THE DATA:
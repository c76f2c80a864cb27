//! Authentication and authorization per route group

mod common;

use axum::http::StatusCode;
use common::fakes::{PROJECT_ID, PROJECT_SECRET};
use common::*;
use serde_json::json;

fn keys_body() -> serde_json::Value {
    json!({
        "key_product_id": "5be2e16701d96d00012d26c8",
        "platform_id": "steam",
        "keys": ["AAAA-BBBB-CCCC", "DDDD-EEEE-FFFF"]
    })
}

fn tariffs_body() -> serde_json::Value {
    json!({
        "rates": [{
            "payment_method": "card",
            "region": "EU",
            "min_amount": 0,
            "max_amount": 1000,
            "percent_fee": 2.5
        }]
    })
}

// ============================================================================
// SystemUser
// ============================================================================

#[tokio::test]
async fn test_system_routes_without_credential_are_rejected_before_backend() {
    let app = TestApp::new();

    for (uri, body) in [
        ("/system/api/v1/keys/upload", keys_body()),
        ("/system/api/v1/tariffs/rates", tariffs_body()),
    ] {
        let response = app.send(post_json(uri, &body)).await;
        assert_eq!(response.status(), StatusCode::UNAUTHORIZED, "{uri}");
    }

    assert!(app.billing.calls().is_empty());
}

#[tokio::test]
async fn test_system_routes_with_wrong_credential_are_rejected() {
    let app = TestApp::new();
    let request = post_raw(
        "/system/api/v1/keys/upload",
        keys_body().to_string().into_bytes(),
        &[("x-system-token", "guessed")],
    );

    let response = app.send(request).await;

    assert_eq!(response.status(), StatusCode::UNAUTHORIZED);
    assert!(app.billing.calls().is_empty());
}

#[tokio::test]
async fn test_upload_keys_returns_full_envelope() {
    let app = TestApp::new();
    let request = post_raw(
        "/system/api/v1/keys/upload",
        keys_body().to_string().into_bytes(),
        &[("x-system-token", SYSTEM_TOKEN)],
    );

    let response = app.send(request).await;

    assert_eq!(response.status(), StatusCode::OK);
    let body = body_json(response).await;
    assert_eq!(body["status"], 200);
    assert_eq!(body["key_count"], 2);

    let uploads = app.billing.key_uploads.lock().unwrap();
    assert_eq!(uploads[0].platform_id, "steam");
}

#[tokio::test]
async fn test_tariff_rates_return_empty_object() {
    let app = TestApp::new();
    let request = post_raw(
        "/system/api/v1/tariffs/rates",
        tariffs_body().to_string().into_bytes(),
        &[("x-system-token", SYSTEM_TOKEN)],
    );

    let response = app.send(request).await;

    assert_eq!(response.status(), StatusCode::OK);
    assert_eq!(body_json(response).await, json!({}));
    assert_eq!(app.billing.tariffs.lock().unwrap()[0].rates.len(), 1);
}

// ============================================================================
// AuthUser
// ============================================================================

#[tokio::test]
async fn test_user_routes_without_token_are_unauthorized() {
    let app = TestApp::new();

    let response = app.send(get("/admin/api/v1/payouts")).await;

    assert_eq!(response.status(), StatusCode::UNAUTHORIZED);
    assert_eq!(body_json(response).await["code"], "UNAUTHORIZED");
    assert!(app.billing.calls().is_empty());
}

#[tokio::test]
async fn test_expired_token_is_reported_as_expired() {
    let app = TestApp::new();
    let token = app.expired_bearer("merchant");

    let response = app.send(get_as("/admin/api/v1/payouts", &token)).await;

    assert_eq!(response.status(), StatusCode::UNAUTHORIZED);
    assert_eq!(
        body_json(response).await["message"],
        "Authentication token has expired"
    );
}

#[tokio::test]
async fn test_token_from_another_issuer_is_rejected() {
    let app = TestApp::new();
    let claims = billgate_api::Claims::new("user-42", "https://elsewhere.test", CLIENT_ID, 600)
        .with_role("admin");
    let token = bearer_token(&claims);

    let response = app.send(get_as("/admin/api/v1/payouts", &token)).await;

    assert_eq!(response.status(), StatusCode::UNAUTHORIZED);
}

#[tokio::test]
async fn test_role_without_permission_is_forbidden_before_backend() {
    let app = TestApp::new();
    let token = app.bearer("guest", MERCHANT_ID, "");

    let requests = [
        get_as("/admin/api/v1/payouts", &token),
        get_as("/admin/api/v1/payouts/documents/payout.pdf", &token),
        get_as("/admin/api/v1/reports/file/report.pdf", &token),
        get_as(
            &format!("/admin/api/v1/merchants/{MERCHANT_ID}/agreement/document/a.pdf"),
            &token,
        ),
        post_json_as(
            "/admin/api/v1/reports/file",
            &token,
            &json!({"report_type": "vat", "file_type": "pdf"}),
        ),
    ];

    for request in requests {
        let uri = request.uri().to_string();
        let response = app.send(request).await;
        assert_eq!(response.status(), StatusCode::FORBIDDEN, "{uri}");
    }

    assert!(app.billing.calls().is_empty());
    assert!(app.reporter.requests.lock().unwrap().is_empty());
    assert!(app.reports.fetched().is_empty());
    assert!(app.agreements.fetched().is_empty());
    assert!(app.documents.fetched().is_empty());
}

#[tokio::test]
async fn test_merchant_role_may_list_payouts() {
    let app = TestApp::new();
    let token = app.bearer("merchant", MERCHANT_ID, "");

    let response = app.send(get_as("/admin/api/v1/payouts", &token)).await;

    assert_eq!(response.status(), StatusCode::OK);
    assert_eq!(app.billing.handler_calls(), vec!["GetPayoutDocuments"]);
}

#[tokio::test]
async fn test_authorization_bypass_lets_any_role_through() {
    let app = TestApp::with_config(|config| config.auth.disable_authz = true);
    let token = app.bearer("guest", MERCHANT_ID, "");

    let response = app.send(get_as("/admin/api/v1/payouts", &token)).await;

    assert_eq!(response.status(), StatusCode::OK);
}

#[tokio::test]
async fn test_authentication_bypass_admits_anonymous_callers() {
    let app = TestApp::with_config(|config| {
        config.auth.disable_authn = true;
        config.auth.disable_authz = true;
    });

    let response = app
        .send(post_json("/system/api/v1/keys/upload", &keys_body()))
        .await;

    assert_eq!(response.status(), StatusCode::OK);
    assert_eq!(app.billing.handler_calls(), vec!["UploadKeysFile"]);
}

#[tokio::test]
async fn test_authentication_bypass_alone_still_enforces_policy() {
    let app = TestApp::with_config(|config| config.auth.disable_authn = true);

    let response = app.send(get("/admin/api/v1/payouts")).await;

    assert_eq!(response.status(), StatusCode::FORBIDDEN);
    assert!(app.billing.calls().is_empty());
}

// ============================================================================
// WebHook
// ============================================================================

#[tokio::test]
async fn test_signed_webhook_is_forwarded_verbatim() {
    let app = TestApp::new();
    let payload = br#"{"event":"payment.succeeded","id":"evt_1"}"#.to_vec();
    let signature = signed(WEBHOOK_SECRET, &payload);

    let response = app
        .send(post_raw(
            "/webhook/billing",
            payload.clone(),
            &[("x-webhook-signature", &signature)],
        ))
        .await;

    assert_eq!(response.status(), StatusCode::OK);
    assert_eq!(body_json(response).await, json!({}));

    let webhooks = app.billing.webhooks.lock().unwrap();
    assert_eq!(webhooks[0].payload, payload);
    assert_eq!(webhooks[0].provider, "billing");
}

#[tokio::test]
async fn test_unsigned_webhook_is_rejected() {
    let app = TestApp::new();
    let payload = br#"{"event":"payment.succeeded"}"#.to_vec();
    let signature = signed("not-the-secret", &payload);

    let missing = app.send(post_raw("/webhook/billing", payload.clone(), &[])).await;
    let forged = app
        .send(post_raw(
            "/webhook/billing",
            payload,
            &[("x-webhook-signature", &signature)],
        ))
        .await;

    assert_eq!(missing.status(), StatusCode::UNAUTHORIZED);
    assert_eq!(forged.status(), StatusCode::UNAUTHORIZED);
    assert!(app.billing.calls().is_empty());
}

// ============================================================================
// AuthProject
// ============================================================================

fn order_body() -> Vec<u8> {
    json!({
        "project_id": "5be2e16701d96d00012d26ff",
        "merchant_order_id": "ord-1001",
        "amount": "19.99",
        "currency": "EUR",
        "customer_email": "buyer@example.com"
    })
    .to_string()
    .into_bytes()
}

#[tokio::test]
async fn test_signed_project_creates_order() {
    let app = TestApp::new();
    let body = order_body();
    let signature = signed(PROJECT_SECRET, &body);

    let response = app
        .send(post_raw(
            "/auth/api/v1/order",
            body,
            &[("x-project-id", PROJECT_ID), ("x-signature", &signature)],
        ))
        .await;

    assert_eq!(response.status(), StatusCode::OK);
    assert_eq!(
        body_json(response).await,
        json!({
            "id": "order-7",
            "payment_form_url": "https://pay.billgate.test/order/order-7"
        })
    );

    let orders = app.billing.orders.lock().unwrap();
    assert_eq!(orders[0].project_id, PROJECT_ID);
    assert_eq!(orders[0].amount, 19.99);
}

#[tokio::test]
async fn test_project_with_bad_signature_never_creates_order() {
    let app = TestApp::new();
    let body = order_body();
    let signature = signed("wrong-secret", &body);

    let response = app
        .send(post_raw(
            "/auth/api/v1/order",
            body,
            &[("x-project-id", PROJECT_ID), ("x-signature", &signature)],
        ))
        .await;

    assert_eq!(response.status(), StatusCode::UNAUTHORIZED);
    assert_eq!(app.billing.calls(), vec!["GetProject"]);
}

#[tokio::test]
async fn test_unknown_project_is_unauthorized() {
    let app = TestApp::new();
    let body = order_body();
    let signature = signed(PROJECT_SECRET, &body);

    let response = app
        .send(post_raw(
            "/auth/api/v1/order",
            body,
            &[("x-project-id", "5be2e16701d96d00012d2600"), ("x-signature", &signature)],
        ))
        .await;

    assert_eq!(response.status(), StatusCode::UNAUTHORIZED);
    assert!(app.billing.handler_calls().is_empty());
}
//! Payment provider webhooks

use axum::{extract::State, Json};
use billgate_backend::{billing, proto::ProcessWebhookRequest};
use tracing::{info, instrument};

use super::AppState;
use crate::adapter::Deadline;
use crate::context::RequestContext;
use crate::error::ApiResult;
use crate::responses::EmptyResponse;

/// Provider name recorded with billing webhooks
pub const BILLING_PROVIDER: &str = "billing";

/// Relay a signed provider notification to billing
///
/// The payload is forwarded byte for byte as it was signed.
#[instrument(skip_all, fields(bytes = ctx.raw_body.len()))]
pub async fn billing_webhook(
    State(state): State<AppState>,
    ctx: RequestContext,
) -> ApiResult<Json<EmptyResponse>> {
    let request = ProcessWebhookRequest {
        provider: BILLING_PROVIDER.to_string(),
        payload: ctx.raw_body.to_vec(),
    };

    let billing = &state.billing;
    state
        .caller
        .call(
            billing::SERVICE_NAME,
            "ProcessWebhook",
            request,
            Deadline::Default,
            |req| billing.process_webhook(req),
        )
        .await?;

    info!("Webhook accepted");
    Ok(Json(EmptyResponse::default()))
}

TASK INSTRUCTIONS:
The line with "use super::AppState;" and every line after it up to the end of the entries: output those exactly, and only those.

ANSWER TO THIS PROBLEM:
use super::AppState;
use crate::adapter::Deadline;
use crate::context::RequestContext;
use crate::error::ApiResult;
use crate::responses::EmptyResponse;

/// Provider name recorded with billing webhooks
pub const BILLING_PROVIDER: &str = "billing";

/// Relay a signed provider notification to billing
///
/// The payload is forwarded byte for byte as it was signed.
#[instrument(skip_all, fields(bytes = ctx.raw_body.len()))]
pub async fn billing_webhook(
    State(state): State<AppState>,
    ctx: RequestContext,
) -> ApiResult<Json<EmptyResponse>> {
    let request = ProcessWebhookRequest {
        provider: BILLING_PROVIDER.to_string(),
        payload: ctx.raw_body.to_vec(),
    };

    let billing = &state.billing;
    state
        .caller
        .call(
            billing::SERVICE_NAME,
            "ProcessWebhook",
            request,
            Deadline::Default,
            |req| billing.process_webhook(req),
        )
        .await?;

    info!("Webhook accepted");
    Ok(Json(EmptyResponse::default()))
}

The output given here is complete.